Mum backs disability training call

Cathy Page has seen first-hand the need for teacher aide training after her autistic son started school, writes Rosita Gallasch.

CATHY Page was all for integration before her autistic son started school - but then reality hit.

Her now eight-year-old son Ben Matrix started prep at his local primary school in Hobart and in his first year coped quite well.

But as he grew and was expected to spend more time sitting at a desk, any thoughts that he would be able to function like other children at a mainstream school with limited care provided by a teacher aide, went out the window.

Ms Page, now of Devonport, is one of a growing number of parents, educators and those in the sector who supports teacher aides and is standing up for them to get professional learning in working with children with disabilities.

There are 1538 teacher aides employed in the public system in Tasmania, yet no one knows how many of these have training to work with students with disabilities.

It is well known among educators and those in the sector, that the vast majority of TAs spend their days only with students with disabilities and learning difficulties - yet they have no, or limited, training to work specifically with these children.

In Ben's case, Ms Page said the aides did not understand his needs or how to deal with him and he would get violent, they would then respond by treating him like a "typical" child and make the situation worse.

On one occasion other parents told her that they saw a number of aides hold Ben down on the ground when he was having a "meltdown".

On one occasion other parents told her that they saw a number of aides hold Ben down on the ground when he was having a "meltdown".

Another time she was called to school because Ben had a "meltdown" but by the time she arrived, staff had lost him and he was eventually found across the road at another campus.

Ben now attends Giant Steps at Deloraine, an independent specialist school for children and adults with autism spectrum disorders.

Ms Page said she chose to leave Hobart, her family and friends, to move to the North so Ben could attend the school and he's a different boy.

He receives the best care appropriate for his level of autism, he loves school and he is learning.

Ultimately, Ms Page would like to see a return of more special schools in Tasmania and that would provide a much greater, focused level of care for Ben and other children with a wide range of ability levels and learning difficulties.

Only a handful of special schools remain in Tasmania, with most closed in the 1990s during a push for integration into mainstream schools.

Both the Australian Education Union state branch and Tasmanian Association of State School Organisations say there is growing unhappiness amongst educators and parents with the situation.

AEU president Terry Polglase said teacher aides were no where near valued for the work they do and you would find similar situations, as that occurred to Ben, in every school.

He said aides were given mixed messages - they're highly valued but treated poorly - they receive minimal pay, are not paid for holidays and given limited support to improve qualifications.

"A career structure is needed so that the level of skill each possesses is acknowledged and rewarded," he said.

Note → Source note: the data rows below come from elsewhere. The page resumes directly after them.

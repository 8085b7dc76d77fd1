// ABOUTME: User and session storage operations
// ABOUTME: Handles user records and hashed session token resolution

use super::Database;
use crate::errors::{AppError, AppResult};
use crate::models::User;
use chrono::{DateTime, Utc};
use sqlx::Row;
use uuid::Uuid;

impl Database {
    /// Create users and sessions tables
    pub(super) async fn migrate_users(&self) -> AppResult<()> {
        sqlx::query(
            r"
            CREATE TABLE IF NOT EXISTS users (
                id TEXT PRIMARY KEY,
                email TEXT UNIQUE NOT NULL,
                display_name TEXT,
                is_active BOOLEAN NOT NULL DEFAULT 1,
                created_at TEXT NOT NULL,
                last_active TEXT NOT NULL
            )
            ",
        )
        .execute(self.pool())
        .await?;

        sqlx::query(
            r"
            CREATE TABLE IF NOT EXISTS sessions (
                token_hash TEXT PRIMARY KEY,
                user_id TEXT NOT NULL REFERENCES users(id) ON DELETE CASCADE,
                expires_at TEXT NOT NULL,
                created_at TEXT NOT NULL
            )
            ",
        )
        .execute(self.pool())
        .await?;

        sqlx::query("CREATE INDEX IF NOT EXISTS idx_users_email ON users(email)")
            .execute(self.pool())
            .await?;

        sqlx::query("CREATE INDEX IF NOT EXISTS idx_sessions_user_id ON sessions(user_id)")
            .execute(self.pool())
            .await?;

        Ok(())
    }

    /// Create a new user
    ///
    /// # Errors
    ///
    /// Returns an error if the email is already in use or the store fails.
    pub async fn create_user(&self, user: &User) -> AppResult<Uuid> {
        if let Some(existing) = self.get_user_by_email(&user.email).await? {
            if existing.id != user.id {
                return Err(AppError::invalid_input(
                    "Email already in use by another user",
                ));
            }
        }

        sqlx::query(
            r"
            INSERT OR REPLACE INTO users (id, email, display_name, is_active, created_at, last_active)
            VALUES ($1, $2, $3, $4, $5, $6)
            ",
        )
        .bind(user.id.to_string())
        .bind(&user.email)
        .bind(&user.display_name)
        .bind(user.is_active)
        .bind(user.created_at.to_rfc3339())
        .bind(user.last_active.to_rfc3339())
        .execute(self.pool())
        .await
        .map_err(|e| AppError::database(format!("Failed to create user: {e}")))?;

        Ok(user.id)
    }

    /// Get a user by canonical id
    ///
    /// # Errors
    ///
    /// Returns an error if the store fails.
    pub async fn get_user(&self, user_id: Uuid) -> AppResult<Option<User>> {
        let row = sqlx::query(
            r"
            SELECT id, email, display_name, is_active, created_at, last_active
            FROM users
            WHERE id = $1
            ",
        )
        .bind(user_id.to_string())
        .fetch_optional(self.pool())
        .await
        .map_err(|e| AppError::database(format!("Failed to get user: {e}")))?;

        row.map(|r| row_to_user(&r)).transpose()
    }

    /// Get a user by email (lookup key only; the canonical key is the id)
    ///
    /// # Errors
    ///
    /// Returns an error if the store fails.
    pub async fn get_user_by_email(&self, email: &str) -> AppResult<Option<User>> {
        let row = sqlx::query(
            r"
            SELECT id, email, display_name, is_active, created_at, last_active
            FROM users
            WHERE email = $1
            ",
        )
        .bind(email)
        .fetch_optional(self.pool())
        .await
        .map_err(|e| AppError::database(format!("Failed to get user by email: {e}")))?;

        row.map(|r| row_to_user(&r)).transpose()
    }

    /// Record a new session for a user
    ///
    /// # Errors
    ///
    /// Returns an error if the store fails.
    pub async fn create_session(
        &self,
        user_id: Uuid,
        token_hash: &str,
        expires_at: DateTime<Utc>,
    ) -> AppResult<()> {
        sqlx::query(
            r"
            INSERT INTO sessions (token_hash, user_id, expires_at, created_at)
            VALUES ($1, $2, $3, $4)
            ",
        )
        .bind(token_hash)
        .bind(user_id.to_string())
        .bind(expires_at.to_rfc3339())
        .bind(Utc::now().to_rfc3339())
        .execute(self.pool())
        .await
        .map_err(|e| AppError::database(format!("Failed to create session: {e}")))?;

        Ok(())
    }

    /// Resolve a hashed session token to its active user.
    ///
    /// Expired sessions and inactive users resolve to `None`.
    ///
    /// # Errors
    ///
    /// Returns an error if the store fails.
    pub async fn get_session_user(&self, token_hash: &str) -> AppResult<Option<User>> {
        let row = sqlx::query(
            r"
            SELECT u.id, u.email, u.display_name, u.is_active, u.created_at, u.last_active
            FROM sessions s
            JOIN users u ON u.id = s.user_id
            WHERE s.token_hash = $1 AND s.expires_at > $2 AND u.is_active = 1
            ",
        )
        .bind(token_hash)
        .bind(Utc::now().to_rfc3339())
        .fetch_optional(self.pool())
        .await
        .map_err(|e| AppError::database(format!("Failed to resolve session: {e}")))?;

        row.map(|r| row_to_user(&r)).transpose()
    }

    /// Update the user's last activity timestamp
    ///
    /// # Errors
    ///
    /// Returns an error if the store fails.
    pub async fn update_last_active(&self, user_id: Uuid) -> AppResult<()> {
        sqlx::query("UPDATE users SET last_active = $1 WHERE id = $2")
            .bind(Utc::now().to_rfc3339())
            .bind(user_id.to_string())
            .execute(self.pool())
            .await
            .map_err(|e| AppError::database(format!("Failed to update last_active: {e}")))?;

        Ok(())
    }
}

fn row_to_user(row: &sqlx::sqlite::SqliteRow) -> AppResult<User> {
    let id: String = row.try_get("id")?;
    let created_at: String = row.try_get("created_at")?;
    let last_active: String = row.try_get("last_active")?;

    Ok(User {
        id: Uuid::parse_str(&id)
            .map_err(|e| AppError::database(format!("Invalid user id in store: {e}")))?,
        email: row.try_get("email")?,
        display_name: row.try_get("display_name")?,
        is_active: row.try_get("is_active")?,
        created_at: parse_timestamp(&created_at)?,
        last_active: parse_timestamp(&last_active)?,
    })
}

pub(super) fn parse_timestamp(raw: &str) -> AppResult<DateTime<Utc>> {
    DateTime::parse_from_rfc3339(raw)
        .map(|dt| dt.with_timezone(&Utc))
        .map_err(|e| AppError::database(format!("Invalid timestamp in store: {e}")))
}
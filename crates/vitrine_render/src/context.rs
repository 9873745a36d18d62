//! Typed per-request context storage.

use core::any::{Any, TypeId};

use hashbrown::HashMap;

/// Errors from context lookups.
#[derive(Debug, thiserror::Error)]
pub enum ContextError {
    /// No provider installed a value of the requested type.
    #[error("context value not found: {0}")]
    NotFound(&'static str),
}

/// Type-keyed storage for the values supplied to a request.
///
/// One `Context` exists per server request. Providers install values before
/// rendering starts; pages and shells resolve them during render. Requests
/// are single-threaded-cooperative, so lookups hand out plain references;
/// the only mutable shared state (the store) carries its own lock.
///
/// # Example
///
/// ```
/// use vitrine_render::Context;
///
/// struct Flag(bool);
///
/// let mut ctx = Context::new();
/// ctx.insert(Flag(true));
///
/// assert!(ctx.get::<Flag>().unwrap().0);
/// ```
#[derive(Default)]
pub struct Context {
    storage: HashMap<TypeId, Box<dyn Any + Send + Sync>>,
}

impl Context {
    /// Creates an empty context.
    #[must_use]
    pub fn new() -> Self {
        Self::default()
    }

    /// Installs a value, returning the previous value of the same type if
    /// one was already installed.
    pub fn insert<T: Send + Sync + 'static>(&mut self, value: T) -> Option<T> {
        self.storage
            .insert(TypeId::of::<T>(), Box::new(value))
            .and_then(|old| old.downcast::<T>().ok().map(|boxed| *boxed))
    }

    /// Looks up an installed value.
    ///
    /// # Errors
    ///
    /// [`ContextError::NotFound`] if no provider installed the type.
    pub fn get<T: Send + Sync + 'static>(&self) -> Result<&T, ContextError> {
        self.storage
            .get(&TypeId::of::<T>())
            .and_then(|value| value.downcast_ref::<T>())
            .ok_or(ContextError::NotFound(core::any::type_name::<T>()))
    }

    /// Returns `true` if a value of type `T` is installed.
    #[must_use]
    pub fn contains<T: Send + Sync + 'static>(&self) -> bool {
        self.storage.contains_key(&TypeId::of::<T>())
    }

    /// Returns the number of installed values.
    #[must_use]
    pub fn len(&self) -> usize {
        self.storage.len()
    }

    /// Returns `true` if nothing is installed.
    #[must_use]
    pub fn is_empty(&self) -> bool {
        self.storage.is_empty()
    }
}

impl core::fmt::Debug for Context {
    fn fmt(&self, f: &mut core::fmt::Formatter<'_>) -> core::fmt::Result {
        f.debug_struct("Context")
            .field("values", &self.len())
            .finish()
    }
}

TASSO president Jenny Eddington said a British model where students with special needs attended a mainstream school but which had a specific unit or annexe just for them, appeared to be quite successful.

However, she was unsure where the government would be able to come up with the money required.

Department deputy secretary early years and schools Liz Banks said the department offers aides professional development opportunities for working with students with disabilities, as well as online modules to ensure staff meet their obligations under the disability standards.

"Professional learning opportunities are undertaken at an individual school level, with school principals assessing the needs of their school community and the skills and professional learning requirements of their staff," Ms Banks said.

Those in sector argue though that few schools can afford their TAs to take part, so the problem remains.

Ms Banks said under the one year Respectful Schools funding model, many schools had received additional funding and some would have spent this on teacher aides.

Education Minister Jeremy Rockliff did not to respond to questions.

Opposition education spokeswoman Michelle O'Byrne said teacher aides play a significant role in supporting students with disabilities and it is important that they are well resourced.